Description
Poetry. Literary Nonfiction. Poetry History & Criticism. Introduction by Nick Flynn. From 2010 to 2012, Guggenheim Fellow and award-winning poet Lisa Russ Spaar was the poetry editor for the Chronicle of Higher Education's Arts & Academe and Brainstorm blogs, where every Monday she regaled an ever-growing audience with a brief commentary on a poem of her choosing. This book collects the best of these memorable micro-essays, demonstrating how a well-wrought poem speaks to our rich cultural and spiritual life. As the title essay reveals, Spaar's own father believed that "poetry was out to trick him" and in this collection, encompassing a range of crucial poets from the formal to the experimental, Spaar gently and lovingly debunks that notion, showing us the vital place that contemporary poetry can have in the life of the mind. This is an enthralling book for poets and non-poets alike.
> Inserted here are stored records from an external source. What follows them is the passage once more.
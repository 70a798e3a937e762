use std::panic::{self, PanicHookInfo};
use std::path::Path;
use std::time::Duration;

use owo_colors::OwoColorize;
use owo_colors::Stream::Stdout;

use device_shots_crawler::{CrawlerConfig, WebCrawler};
use device_shots_lib::{
    DeviceProcessor, FileSizeScorer, RunConfig, RunReport, ShotEvent, TierList, resolve_codec,
    run_devices,
};

use crate::cli_types::RunArgs;
use crate::error::CliError;
use crate::spinner::DeviceSpinner;

/// Run-log file written into the output directory.
const RUN_LOG_NAME: &str = "device-shots.log";

type PanicHook = Box<dyn Fn(&PanicHookInfo<'_>) + Sync + Send + 'static>;

/// Routes panic reports to the debug log while installed. Panics inside a
/// run are caught and recorded as failures. The previous hook comes back on
/// drop.
struct QuietPanics {
    previous: Option<PanicHook>,
}

impl QuietPanics {
    fn install() -> Self {
        let previous = panic::take_hook();
        panic::set_hook(Box::new(|info| log::debug!("contained panic: {info}")));
        Self {
            previous: Some(previous),
        }
    }
}

impl Drop for QuietPanics {
    fn drop(&mut self) {
        if std::thread::panicking() {
            return;
        }
        if let Some(previous) = self.previous.take() {
            panic::set_hook(previous);
        }
    }
}

/// Fold command-line overrides into the loaded configuration and narrow
/// the catalog to `--only`. The merged settings are checked again.
pub(crate) fn apply_overrides(config: &mut RunConfig, args: &RunArgs) -> Result<(), CliError> {
    let settings = &mut config.settings;
    if let Some(dir) = &args.output_dir {
        settings.paths.output_dir = dir.clone();
    }
    if let Some(dir) = &args.raw_dir {
        settings.paths.raw_root = dir.clone();
    }
    if let Some(min) = args.min_candidates {
        settings.selection.min_candidates = min;
    }
    if let Some(threads) = args.threads {
        if threads == 0 {
            return Err(CliError::config("--threads must be at least 1"));
        }
        settings.search.download_threads = threads;
    }
    if let Some(engine) = args.primary_engine {
        settings.search.primary_engine = engine;
    }
    if let Some(engine) = args.secondary_engine {
        settings.search.secondary_engine = engine;
    }
    settings.check()?;
    if let Some(only) = &args.only {
        config.catalog = config
            .catalog
            .retain_slugs(only)
            .map_err(|e| CliError::config(e.to_string()))?;
    }
    Ok(())
}

pub(crate) fn run_shots(
    settings_file: Option<&Path>,
    devices_file: Option<&Path>,
    args: RunArgs,
    quiet: bool,
) -> Result<(), CliError> {
    let mut config = super::load_config(settings_file, devices_file)?;
    apply_overrides(&mut config, &args)?;
    let RunConfig { settings, catalog } = &config;

    let codec = resolve_codec(!args.no_codec);
    if codec.is_none() {
        if args.no_codec {
            log::info!("Codec disabled: size-only validation, images copied unconverted");
        } else {
            log::warn!("No image codec available: size-only validation, images copied unconverted");
        }
    }

    let crawler = WebCrawler::new(CrawlerConfig {
        download_threads: settings.search.download_threads,
        timeout: Duration::from_secs(settings.search.timeout_secs),
    })
    .map_err(|e| CliError::crawler(e.to_string()))?;
    let processor = DeviceProcessor::new(settings, &crawler, &FileSizeScorer, codec.as_deref());

    if args.dry_run {
        print_plan(&config, &processor);
        return Ok(());
    }

    log::info!(
        "Fetching images for {} device(s) into {}",
        catalog.len(),
        settings
            .paths
            .output_dir
            .display()
            .if_supports_color(Stdout, |t| t.cyan()),
    );

    let spinner = DeviceSpinner::new(quiet);
    let quiet_panics = QuietPanics::install();
    let report = run_devices(catalog, &processor, &mut |event: &ShotEvent| {
        report_event(&spinner, event);
    });
    drop(quiet_panics);
    spinner.finish();

    print_summary(&report);

    if !args.no_log {
        let log_path = settings.paths.output_dir.join(RUN_LOG_NAME);
        match report.write_to_file(&log_path) {
            Ok(()) => log::info!("Log written to {}", log_path.display()),
            Err(e) => log::warn!("Could not write {}: {}", log_path.display(), e),
        }
    }

    Ok(())
}

fn report_event(spinner: &DeviceSpinner, event: &ShotEvent) {
    match event {
        ShotEvent::DeviceStarted { index, total, slug } => spinner.suspend(|| {
            log::info!("");
            log::info!(
                "[{}/{}] {}",
                index + 1,
                total,
                slug.if_supports_color(Stdout, |t| t.bold()),
            );
        }),
        ShotEvent::TierStarted {
            engine, tier, query, ..
        } => spinner.set_message(format!("{}_{}: \"{}\"", engine, tier, query)),
        ShotEvent::CrawlFailed {
            engine,
            tier,
            message,
            ..
        } => spinner.suspend(|| {
            log::warn!(
                "  {} {}_{}: {}",
                "\u{2718}".if_supports_color(Stdout, |t| t.red()),
                engine,
                tier,
                message,
            );
        }),
        ShotEvent::Rejected { .. } => {}
        ShotEvent::TierFinished {
            engine,
            tier,
            new_files,
            accepted,
            ..
        } => spinner.suspend(|| {
            log::info!(
                "  {}_{}: {} new, {} valid",
                engine,
                tier,
                new_files,
                accepted,
            );
        }),
        ShotEvent::Saved {
            path, converted, ..
        } => spinner.suspend(|| {
            log::info!(
                "  {} {}{}",
                "\u{2714}".if_supports_color(Stdout, |t| t.green()),
                path.display(),
                if *converted { " (converted)" } else { "" },
            );
        }),
        ShotEvent::NoImage { slug } => spinner.suspend(|| {
            log::warn!(
                "  {} no valid image for {}",
                "?".if_supports_color(Stdout, |t| t.yellow()),
                slug,
            );
        }),
        ShotEvent::DeviceFailed { slug, message } => spinner.suspend(|| {
            log::error!(
                "  {} {} failed: {}",
                "\u{2718}".if_supports_color(Stdout, |t| t.red()),
                slug,
                message,
            );
        }),
    }
}

fn print_summary(report: &RunReport) {
    let summary = report.summary();
    log::info!("");
    log::info!("{}", "Summary:".if_supports_color(Stdout, |t| t.bold()));
    log::info!(
        "  {} Saved {}/{} ({} converted)",
        "\u{2714}".if_supports_color(Stdout, |t| t.green()),
        summary.saved,
        summary.total,
        summary.converted,
    );
    if !summary.missing.is_empty() {
        log::warn!(
            "  {} No image: {}",
            "?".if_supports_color(Stdout, |t| t.yellow()),
            summary.missing.join(", "),
        );
    }
    if summary.failed > 0 {
        log::warn!(
            "  {} {} device(s) failed",
            "\u{2718}".if_supports_color(Stdout, |t| t.red()),
            summary.failed,
        );
    }
}

fn print_plan(config: &RunConfig, processor: &DeviceProcessor<'_>) {
    let settings = &config.settings;
    log::info!(
        "{} {} device(s), stop primary search at {} candidate(s)",
        "Dry run:".if_supports_color(Stdout, |t| t.bold()),
        config.catalog.len(),
        settings.selection.min_candidates,
    );
    for device in config.catalog.devices() {
        log::info!("");
        log::info!(
            "{} -> {}",
            device.slug.if_supports_color(Stdout, |t| t.bold()),
            processor.saver().output_path(&device.slug).display(),
        );
        for tier in processor.plan(device) {
            let label = match tier.list {
                TierList::Primary => "primary",
                TierList::Secondary => "fallback",
            };
            log::info!(
                "  {:<8} {}_{} x{} \"{}\" -> {}",
                label,
                tier.engine,
                tier.tier,
                tier.max_count,
                tier.query,
                tier.dir.display().if_supports_color(Stdout, |t| t.dimmed()),
            );
        }
    }
}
"For people who are a bit wary of poetry, this is the perfect antidote: the poems are amazing, and so are Lisa Russ Spaar's short essays. There s a sense of clarity about everything here (not that things aren't complex; not that Lisa's analyses aren't fascinating constructs themselves, insightful and inspiring, though not intimidating.) I'd think anyone who cares about an inner reality that might be somehow communicated nailed; set free; amplified; questioned—would embrace the chance to read poems that elucidate so much about the mind and the heart, and to understand better the urges embodied in the process of constructing a poem, which always speaks from its structure of restraint. I loved every minute of reading this book."—Ann Beattie
"Lisa Russ Spaar has an intense and generous spirit. She loves poetry and honors the people who read and write it. Reading her you remember once again that there's no such thing as a bad poem or a bad reader. Time will tell which ones are better and best. This book follows many roads, some less traveled than others and Lisa has a wonderful eye for the wildflowers elsewhere."—Jerome McGann
Contributors are Kazim Ali, Debra Allbery,Talvikki Ansel, Jennifer Atkinson, David Baker, Jill Bialosky, Suzanne Buffam, Jennifer Chang, Ye Chun, Michael Collier, Randall Couch, Stephen Cushman, Kate Daniels, Kyle Dargan, Claudia Emerson, Monica Ferrell, David Francis, Gabriel Fried, Alice Fulton, Rachel Hadas, Brenda Hillman, Edward Hirsch, Jane Hirshfield, Mark Jarman, Laura Kasischke, Jennifer Key, L. S. Klatt, Joanna Klink, Hank Lazer, Paul Legault, Willie Lin, Maurice Manning, Cate Marvin, Heather McHugh, Erika Meitner, Carol Muske-Dukes, Amy Newman, Meghan O'Rourke, Eric Pankey, Kiki Petrosino, Carl Phillips, John Poch, Bin Ramke, Srikanth Reddy, Michael Rutherglen, Mary Ann Samyn, Philip Schultz, Sarah Schweig, Allison Seay, Ravi Shankar, Ron Slate, R. T. Smith, Larissa Szporluk, Mary Szybist, Brian Teare, William Thompson, David Wojahn, and Charles Wright.
Author Bio
Lisa Russ Spaar is the author of Vanitas, Rough: Poems (2012), Satin Cash (2008), Blue Venus: Poems (2004), all published by Persea Books, and Glass Town: Poems (Red Hen Press, 1999), for which she received a Rona Jaffe Award for Emerging Women Writers in 2000. Twelve of her poems appear in The Land of Wandering: Exquisite History, Volume 1 (The Printmakers Left / University of Virginia Press, 2005), and numerous anthologies, most recently in Best American Poetry 2008. She is the author of two chapbooks of poems, Blind Boy on Skates (Trilobite/University of North Texas Press, 1988) and Cellar (Alderman Press/University of Virginia, 1983), and is editor of Acquainted with the Night: Insomnia Poems (Columbia University Press, 1999) and All That Mighty Heart: London Poems (University of Virginia Press, 2008). Her work has appeared in many literary quarterlies and journals, including Denver Quarterly, Image, The Kenyon Review, The Paris Review, Ploughshares, Poetry, Slate, Shenandoah, Southwest Review, Virginia Quarterly Review, The Yale Review, and elsewhere. Since 2010, she has been the poetry blogger and reviewer for The Chronicle of Higher Education Review. Ms. Spaar has been honored by the Academy of American Poets, the Virginia Commission for the Arts, the Library of Virginia Award for Poetry (2009), and the Carol Weinstein Poetry Prize (2011-12). In addition, she is the Director of the Area Program in Poetry Writing at the University of Virginia, where she is Professor of English and Creative Writing, an Advising Fellow, and the winner of an All-University Teaching Award (2009), a Harrison Award for Undergraduate Advising, a Mead Honored Faculty Award, and the State Council of Higher Education for Virginia Outstanding Faculty Award (2010).